The cost of potential lawsuits is another risk that Thompson calls a major barrier to entry into the flu vaccine market. "Liability has been a big concern of the companies for the past 10 years, and that's why we've gone from five [producers] down to two," he says.?

The liability risk may now have been nearly eliminated, however: Under a law that President George W. Bush signed on Oct. 22, flu vaccine was added to the Vaccine Injury Compensation Fund created by Congress in 1986. The fund now provides limited compensation to patients who think they have been harmed by flu vaccines. But if they are not satisfied with the compensation the fund offers, they can file a lawsuit.

In contrast to Thompson's view, Peter Lurie, deputy director of Public Citizen's Health Advisory Group, says lawsuits are not an important reason why firms have withdrawn from the vaccine market. A 2003 Institute of Medicine report on barriers to vaccine production barely mentions liability issues as a source of the problem, he notes.

"The underlying problem here," Lurie says, "is that government has ceded to the private sector the kind of responsibilities that really belong in the government sector. It has assumed that the market will somehow guarantee adequate access to vaccines."

In other developed countries, most of which have national health insurance, "the government dictates the number of doses that are to be produced and later how they are distributed around the country," Lurie says.

TO COUNTER THIS, the U.S. government is developing strategies for making flu vaccine production more profitable. There are plans afoot to authorize the government to buy enough flu vaccine to ensure that manufacturers make a profit. "We are considering some guaranteed back-purchases," Fauci says. For instance, he says, "we could tell the vaccine manufacturers that the country needs 100 million doses. If, in fact, only 80 million are sold, we would guarantee the companies that we will buy back the surplus at a reasonable price." New legislation would be required to do this, but it could be easily passed, he predicts.

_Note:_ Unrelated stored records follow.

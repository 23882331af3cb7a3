use thiserror::Error;

/// Unified error type for database operations that application code can handle
#[derive(Error, Debug)]
pub enum DbError {
    /// Entity not found by the given identifier
    #[error("Entity not found")]
    NotFound,

    /// Unique constraint violation
    #[error("Unique constraint violation: {message}")]
    UniqueViolation { message: String },

    /// Foreign key constraint violation
    #[error("Foreign key constraint violation: {message}")]
    ForeignKeyViolation { message: String },

    /// Check constraint violation
    #[error("Check constraint violation: {message}")]
    CheckViolation { message: String },

    /// The write lost to a concurrent transaction (SQLITE_BUSY family).
    /// Callers treat this as an optimistic-concurrency retry signal.
    #[error("Database busy: {message}")]
    Busy { message: String },

    /// Catch-all for non-recoverable errors
    #[error(transparent)]
    Other(#[from] anyhow::Error),
}

impl DbError {
    /// Whether the failed unit of work can be retried against fresh state.
    ///
    /// `Busy` is the classic lost-the-write-lock case; a unique violation can
    /// also surface when two transactions race for the same row (e.g. the
    /// one-active-lease-per-number index) and the loser should re-read.
    pub fn is_retryable(&self) -> bool {
        matches!(self, DbError::Busy { .. } | DbError::UniqueViolation { .. })
    }
}

/// Convert from sqlx::Error using sqlx's error categorization
impl From<sqlx::Error> for DbError {
    fn from(err: sqlx::Error) -> Self {
        match &err {
            sqlx::Error::RowNotFound => DbError::NotFound,
            sqlx::Error::Database(db_err) => {
                let message = db_err.message().to_string();
                if db_err.is_unique_violation() {
                    DbError::UniqueViolation { message }
                } else if db_err.is_foreign_key_violation() {
                    DbError::ForeignKeyViolation { message }
                } else if db_err.is_check_violation() {
                    DbError::CheckViolation { message }
                } else if is_busy_code(db_err.code().as_deref()) || message.contains("database is locked") {
                    DbError::Busy { message }
                } else {
                    // All other database errors are non-recoverable
                    DbError::Other(anyhow::Error::from(err))
                }
            }
            // All other sqlx errors are non-recoverable
            _ => DbError::Other(anyhow::Error::from(err)),
        }
    }
}

/// SQLITE_BUSY (5) and its extended codes: SQLITE_BUSY_RECOVERY (261),
/// SQLITE_BUSY_SNAPSHOT (517), SQLITE_BUSY_TIMEOUT (773).
fn is_busy_code(code: Option<&str>) -> bool {
    matches!(code, Some("5" | "261" | "517" | "773"))
}

/// Type alias for database operation results
pub type Result<T> = std::result::Result<T, DbError>;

Alan Goldhammer, associate vice president for regulatory affairs at the Pharmaceutical Research & Manufacturers of America, agrees that "one obvious solution would be guaranteed purchase agreements so that companies wouldn't be left at the end of the flu season in a never-never land with a large number of surplus vaccines."

"We should probably subsidize vaccine makers to make three or four times the amount that is normally sold so that in a year when flu is severe and widespread, everybody has enough," says Daniel P. Carpenter, a professor of government at Harvard University who is leading a research effort on FDA issues.


Even now, the government purchases about 55% of the total flu vaccine sold in the U.S. for Medicare, Medicaid, the Department of Veterans Affairs, and other government programs. However, it has been paying below-market rates.

Other strategies being considered are tax incentives for producing flu vaccine that might help attract companies to the market, Fauci says. Expedited FDA approval of facilities that want to produce vaccines is another idea on the table.

A robust vaccine industry is especially important during a flu pandemic. Every 20 or 30 years, a particularly virulent strain of flu emerges and kills far more than the usual million people worldwide. The pandemic in 1918 killed tens of millions globally.

It is with this possibility in mind that public health officials are watching carefully what is happening with bird flu. This virus, which is becoming established in Asia, has since 1997 been found to be spreading from poultry to humans, killing a significant number of the people infected. Experts say it is only a matter of time before the virus combines with a human virus and can be spread easily among humans. Then, bird flu could cause a severe worldwide flu outbreak because humans would have little immunity to the novel virus.

NIAID already has awarded contracts to Aventis Pasteur and Chiron to devise prototype vaccines for bird flu. Clinical trials on the vaccines may begin later this year.

WHO is convening a meeting in Geneva on Nov. 11 to develop plans for dealing with a flu pandemic. Representatives of governments and 16 vaccine makers will be attending.